If a private company decides to allow, or not, certain speech to take place on company property that’s up to the company. Private property does actually have a meaning, that being that it is private if you can determine its use. If the government decides what may be said that is censorship.

It’s entirely possible for there to be good censorship too. Not allowing immediate incitement to violence seems to us to be a pretty good rule and it’s one that has long been law.

However, we do rather insist that whatever rules - incitement, libel etc - must be general. The moment we start being specific about which speech is not allowed then we’re on that slippery slope. Yes, we know, slippery is a logical fallacy unless it’s inevitable that the next step follows. Which is what we assert, the next step is:

More than half a million British children are unvaccinated against measles, new figures show, as the head of NHS England challenged social media giants to block “grossly irresponsible” anti-vax propaganda.

Sites such as Instagram and YouTube should adopt “zero tolerance” regimes, Simon Stevens said as Unicef data revealed the UK to be among the worst high-income countries for uptake of the jab.

There is the argument that if people wish to be so gargantuanly stupid as to not vaccinate their kids against a killer disease well, good luck to them, that’s freedom. Equally we can argue that there’s a public problem here, the herd immunity, and anyway children shouldn’t suffer because of the mental deficiencies of their parents.

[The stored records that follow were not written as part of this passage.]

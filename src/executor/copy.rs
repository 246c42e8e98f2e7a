//! Single-file copy with metadata preservation

use crate::logging::{Action, SyncLog};
use crate::types::{CopyStage, FileOutcome, PathEntry, SyncError};
use std::fs::{self, File};
use std::io::{self, ErrorKind, Read, Write};
use std::path::Path;

/// Size of the streaming buffer
const COPY_BUFFER_SIZE: usize = 128 * 1024;

/// Copy `src` over `dest` in place.
///
/// 1. Dry run: log the intent and return before touching the filesystem
/// 2. Create missing parent directories
/// 3. Stream bytes from source into a created/truncated destination
/// 4. Flush to disk
/// 5. Best effort: copy mtime and permission bits from `entry`
///
/// Failures in steps 2-4 abandon this file and are returned. Failures in
/// step 5 are only logged as warnings since the content is already in place.
///
/// # Example
/// ```no_run
/// use treesync::executor::copy_file;
/// use treesync::logging::SyncLog;
/// use treesync::types::PathEntry;
/// use std::path::{Path, PathBuf};
///
/// let metadata = std::fs::metadata("source.txt")?;
/// let entry = PathEntry::from_metadata(PathBuf::from("source.txt"), &metadata)?;
/// copy_file(
///     Path::new("source.txt"),
///     Path::new("dest.txt"),
///     &entry,
///     false,
///     &SyncLog::disabled(),
/// )?;
/// # Ok::<(), Box<dyn std::error::Error>>(())
/// ```
pub fn copy_file(
    src: &Path,
    dest: &Path,
    entry: &PathEntry,
    dry_run: bool,
    log: &SyncLog,
) -> Result<FileOutcome, SyncError> {
    if dry_run {
        log.info(Action::Copy, &entry.path, "DRY_RUN: Would copy file");
        return Ok(FileOutcome::WouldCopy);
    }

    if let Some(parent) = dest.parent() {
        fs::create_dir_all(parent).map_err(stage_error(CopyStage::CreateDirs, parent))?;
    }

    let mut src_file = File::open(src).map_err(stage_error(CopyStage::OpenSource, src))?;
    let mut dest_file =
        File::create(dest).map_err(stage_error(CopyStage::CreateDestination, dest))?;

    let bytes =
        stream(&mut src_file, &mut dest_file).map_err(stage_error(CopyStage::Stream, dest))?;
    dest_file
        .sync_all()
        .map_err(stage_error(CopyStage::Stream, dest))?;

    // Close before touching metadata so nothing bumps the mtime afterwards
    drop(dest_file);

    preserve_metadata(dest, entry, log);

    log.info(Action::Copy, &entry.path, "File copied successfully");
    Ok(FileOutcome::Copied { bytes })
}

fn stage_error(stage: CopyStage, path: &Path) -> impl FnOnce(io::Error) -> SyncError + '_ {
    move |source| SyncError::Copy {
        stage,
        path: path.to_path_buf(),
        source,
    }
}

fn stream(reader: &mut impl Read, writer: &mut impl Write) -> io::Result<u64> {
    let mut buffer = vec![0u8; COPY_BUFFER_SIZE];
    let mut total_bytes = 0u64;

    loop {
        let bytes_read = match reader.read(&mut buffer) {
            Ok(0) => break,
            Ok(n) => n,
            Err(e) if e.kind() == ErrorKind::Interrupted => continue,
            Err(e) => return Err(e),
        };

        writer.write_all(&buffer[..bytes_read])?;
        total_bytes += bytes_read as u64;
    }

    writer.flush()?;
    Ok(total_bytes)
}

fn preserve_metadata(dest: &Path, entry: &PathEntry, log: &SyncLog) {
    let mtime = filetime::FileTime::from_system_time(entry.mtime);
    if let Err(e) = filetime::set_file_mtime(dest, mtime) {
        log.warn(dest, &e, "Error preserving modification time");
    }

    if let Err(e) = apply_permissions(dest, entry.permissions) {
        log.warn(dest, &e, "Error setting file permissions");
    }
}

#[cfg(unix)]
fn apply_permissions(dest: &Path, mode: u32) -> io::Result<()> {
    use std::os::unix::fs::PermissionsExt;
    fs::set_permissions(dest, fs::Permissions::from_mode(mode & 0o7777))
}

#[cfg(not(unix))]
fn apply_permissions(dest: &Path, mode: u32) -> io::Result<()> {
    let mut permissions = fs::metadata(dest)?.permissions();
    permissions.set_readonly(mode & 0o222 == 0);
    fs::set_permissions(dest, permissions)
}

#[cfg(test)]
mod tests {
    use super::*;
    use crate::logging::capture::{actions, capturing_log};
    use std::io::Cursor;
    use std::path::PathBuf;
    use std::time::{Duration, UNIX_EPOCH};
    use tempfile::TempDir;

    #[test]
    fn test_stream_copies_across_buffer_boundaries() {
        let content: Vec<u8> = (0..COPY_BUFFER_SIZE * 2 + 17).map(|i| (i % 251) as u8).collect();
        let mut reader = Cursor::new(content.clone());
        let mut writer = Vec::new();

        let bytes = stream(&mut reader, &mut writer).expect("stream should succeed");

        assert_eq!(bytes, content.len() as u64);
        assert_eq!(writer, content);
    }

    #[test]
    fn test_dry_run_touches_nothing() {
        let temp_dir = TempDir::new().expect("Failed to create temp dir");
        let src = temp_dir.path().join("src.txt");
        fs::write(&src, b"data").expect("write src");
        let dest = temp_dir.path().join("out/nested/dest.txt");

        let entry = PathEntry::file(PathBuf::from("src.txt"), 4, UNIX_EPOCH, 0o644);
        let (log, events) = capturing_log();
        let outcome = copy_file(&src, &dest, &entry, true, &log).expect("dry run succeeds");

        assert_eq!(outcome, FileOutcome::WouldCopy);
        assert!(!temp_dir.path().join("out").exists(), "dry run must not mkdir");
        assert_eq!(actions(&events), vec!["COPY"]);
    }

    #[test]
    fn test_missing_source_reports_open_stage() {
        let temp_dir = TempDir::new().expect("Failed to create temp dir");
        let entry = PathEntry::file(PathBuf::from("gone.txt"), 1, UNIX_EPOCH, 0o644);

        let err = copy_file(
            &temp_dir.path().join("gone.txt"),
            &temp_dir.path().join("dest.txt"),
            &entry,
            false,
            &SyncLog::disabled(),
        )
        .expect_err("missing source must fail");

        assert!(matches!(
            err,
            SyncError::Copy {
                stage: CopyStage::OpenSource,
                ..
            }
        ));
    }

    #[test]
    fn test_destination_directory_in_the_way_reports_create_stage() {
        let temp_dir = TempDir::new().expect("Failed to create temp dir");
        let src = temp_dir.path().join("src.txt");
        fs::write(&src, b"data").expect("write src");
        let dest = temp_dir.path().join("occupied");
        fs::create_dir(&dest).expect("create blocking dir");

        let entry = PathEntry::file(PathBuf::from("src.txt"), 4, UNIX_EPOCH, 0o644);
        let err = copy_file(&src, &dest, &entry, false, &SyncLog::disabled())
            .expect_err("cannot create a file over a directory");

        assert!(matches!(
            err,
            SyncError::Copy {
                stage: CopyStage::CreateDestination,
                ..
            }
        ));
    }

    #[test]
    fn test_copy_uses_entry_mtime() {
        let temp_dir = TempDir::new().expect("Failed to create temp dir");
        let src = temp_dir.path().join("src.txt");
        fs::write(&src, b"data").expect("write src");
        let dest = temp_dir.path().join("dest.txt");

        let mtime = UNIX_EPOCH + Duration::from_secs(1_500_000_000);
        let entry = PathEntry::file(PathBuf::from("src.txt"), 4, mtime, 0o644);
        let outcome =
            copy_file(&src, &dest, &entry, false, &SyncLog::disabled()).expect("copy succeeds");

        assert_eq!(outcome, FileOutcome::Copied { bytes: 4 });
        let dest_mtime = fs::metadata(&dest)
            .and_then(|m| m.modified())
            .expect("dest mtime");
        assert_eq!(dest_mtime, mtime);
    }
}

But either way that’s an argument for making vaccines compulsory or not so. It’s not an argument to restrict what people may say on either side. Because the moment the power to determine the specifics of speech - rather than those broad and general rules - becomes available it will be further used.

By analogy, Facebook has banned any white supremacists etc. As above their gaff, their rules. But note that they’ve banned people arguing for discrimination, even rejection and or violence, on the grounds of race. They’ve not banned those arguing much the same on the grounds of class. You know, the elimination of the bourgeoisie stuff. And we’re really very certain that being discriminated against because of social origin is no better - nor worse - than upon any other birth attribute.

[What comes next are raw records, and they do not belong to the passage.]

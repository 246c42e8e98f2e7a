//! Directory scanning logic

mod matcher;
mod walker;

pub use matcher::{IgnoreSet, IGNORE_FILE_NAME};
pub use walker::{ErrorPolicy, SkipFailedEntries, WalkFailure, WalkFlow, Walker};
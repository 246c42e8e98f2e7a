//! Per-file outcomes and the aggregate report of a sync run

use std::time::Duration;

/// What happened to a single copy job
#[derive(Debug, Clone, Copy, PartialEq, Eq)]
pub enum FileOutcome {
    /// Content was written to the destination
    Copied { bytes: u64 },
    /// Destination already matched by size and mtime
    UpToDate,
    /// Dry run: a copy would have happened
    WouldCopy,
    /// Stat or copy failed; logged and abandoned
    Failed,
}

/// Counters from the deletion pass
#[derive(Debug, Clone, Default, PartialEq, Eq)]
pub struct DeletionStats {
    pub deleted: usize,
    pub would_delete: usize,
    pub failed: usize,
}

/// Outcome of a successful synchronization pass.
///
/// Per-file failures are counted here instead of failing the run.
#[derive(Debug, Clone, Default, PartialEq, Eq)]
pub struct SyncReport {
    /// Files yielded by the source walk
    pub files_seen: usize,
    /// Directories yielded by the source walk
    pub dirs_seen: usize,
    /// Source entries skipped by a failed stat during the walk
    pub walk_errors: usize,

    pub copied: usize,
    pub up_to_date: usize,
    pub would_copy: usize,
    pub failed: usize,
    pub bytes_copied: u64,

    /// Present only when deletion propagation ran
    pub deletions: Option<DeletionStats>,

    pub elapsed: Duration,
}

impl SyncReport {
    /// Fold one job outcome into the counters
    pub fn record(&mut self, outcome: FileOutcome) {
        match outcome {
            FileOutcome::Copied { bytes } => {
                self.copied += 1;
                self.bytes_copied += bytes;
            }
            FileOutcome::UpToDate => self.up_to_date += 1,
            FileOutcome::WouldCopy => self.would_copy += 1,
            FileOutcome::Failed => self.failed += 1,
        }
    }

    /// Check whether any entry was skipped by the walk, or any file or
    /// deletion failed
    pub fn has_failures(&self) -> bool {
        self.walk_errors > 0
            || self.failed > 0
            || self.deletions.as_ref().is_some_and(|d| d.failed > 0)
    }
}
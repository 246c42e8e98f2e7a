//! Main sync command

use crate::executor::{
    propagate_deletions, CopyJob, FileProcessor, ProgressCallback, WorkerPool,
};
use crate::logging::{Action, SyncLog};
use crate::scanner::{ErrorPolicy, IgnoreSet, SkipFailedEntries, WalkFlow, Walker};
use crate::types::{SeenSet, SyncError, SyncReport};
use crate::Config;
use std::sync::Arc;
use std::time::Instant;

/// Run one synchronization pass
pub fn run(config: &Config, log: &SyncLog) -> Result<SyncReport, SyncError> {
    run_with_progress(config, log, None)
}

/// Run one synchronization pass, reporting every finished file to
/// `on_progress`.
///
/// Phases, strictly in this order:
/// 1. validate the configuration
/// 2. load `.gosyncignore` and start the worker pool
/// 3. walk the source, recording every yielded path and enqueueing files
/// 4. close the queue and wait for every worker
/// 5. propagate deletions, when enabled and the walk completed
pub fn run_with_progress(
    config: &Config,
    log: &SyncLog,
    on_progress: Option<Arc<ProgressCallback>>,
) -> Result<SyncReport, SyncError> {
    let started = Instant::now();
    config.validate()?;

    log.milestone(&format!(
        "START: Synchronizing {} -> {}",
        config.source.display(),
        config.destination.display()
    ));
    if config.dry_run {
        log.milestone("DRY_RUN: No changes will be made");
    }

    let ignore = IgnoreSet::load(&config.source, log);

    let processor = FileProcessor::new(
        config.source.clone(),
        config.destination.clone(),
        config.dry_run,
        log.clone(),
    )
    .with_progress(on_progress);
    let pool = WorkerPool::new(config.worker_count(), Arc::new(processor))?;

    // Walk counters; copy counters come from the pool once it drains
    let mut walked = SyncReport::default();
    let mut seen = SeenSet::new();
    let policy = SkipFailedEntries;

    let mut walker = Walker::new(&config.source, &ignore, log);
    if let Some(nested) = config.destination_within_source() {
        walker = walker.excluding(nested);
    }

    let mut aborted = None;
    for item in walker {
        match item {
            Ok(entry) => {
                seen.insert(entry.path.clone());
                if entry.is_dir() {
                    log.debug(Action::CheckDir, &entry.path, "Directory check started");
                    walked.dirs_seen += 1;
                } else {
                    walked.files_seen += 1;
                    if let Err(e) = pool.enqueue(CopyJob { entry }) {
                        aborted = Some(e);
                        break;
                    }
                }
            }
            Err(failure) => {
                log.error(&failure.path, &failure.error, "Error walking source directory");
                walked.walk_errors += 1;
                if policy.on_failure(&failure) == WalkFlow::Abort {
                    aborted = Some(SyncError::Traversal {
                        path: failure.path,
                        source: failure.error,
                    });
                    break;
                }
            }
        }
    }

    // Drain barrier: nothing below may run while a copy is in flight
    let stats = pool.close_and_wait()?;
    if let Some(err) = aborted {
        return Err(err);
    }

    let mut report = SyncReport {
        files_seen: walked.files_seen,
        dirs_seen: walked.dirs_seen,
        walk_errors: walked.walk_errors,
        ..stats.outcomes
    };

    if config.delete {
        log.milestone(&format!("Source walk recorded {} paths", seen.len()));
        report.deletions = Some(propagate_deletions(
            &config.destination,
            &seen,
            config.dry_run,
            log,
            &policy,
        )?);
    }

    report.elapsed = started.elapsed();
    log.milestone("END: Synchronization finished");
    Ok(report)
}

To be more specific here “You can’t argue against medical treatment we approve of” is the claim that is being made. And when it’s put like that then it’s obviously not a speech restriction we can support, is it? Medical treatments generally approved of have included, over the centuries, clitorectomies, lobotomies, sterilisations, and that’s before we get to currently controversial subjects like child gender assignations, abortion and so on.

Sure, we support measles vaccinations, but curtailing speech about them isn’t the right thing to be doing. Simply because once that power is taken it will be further used.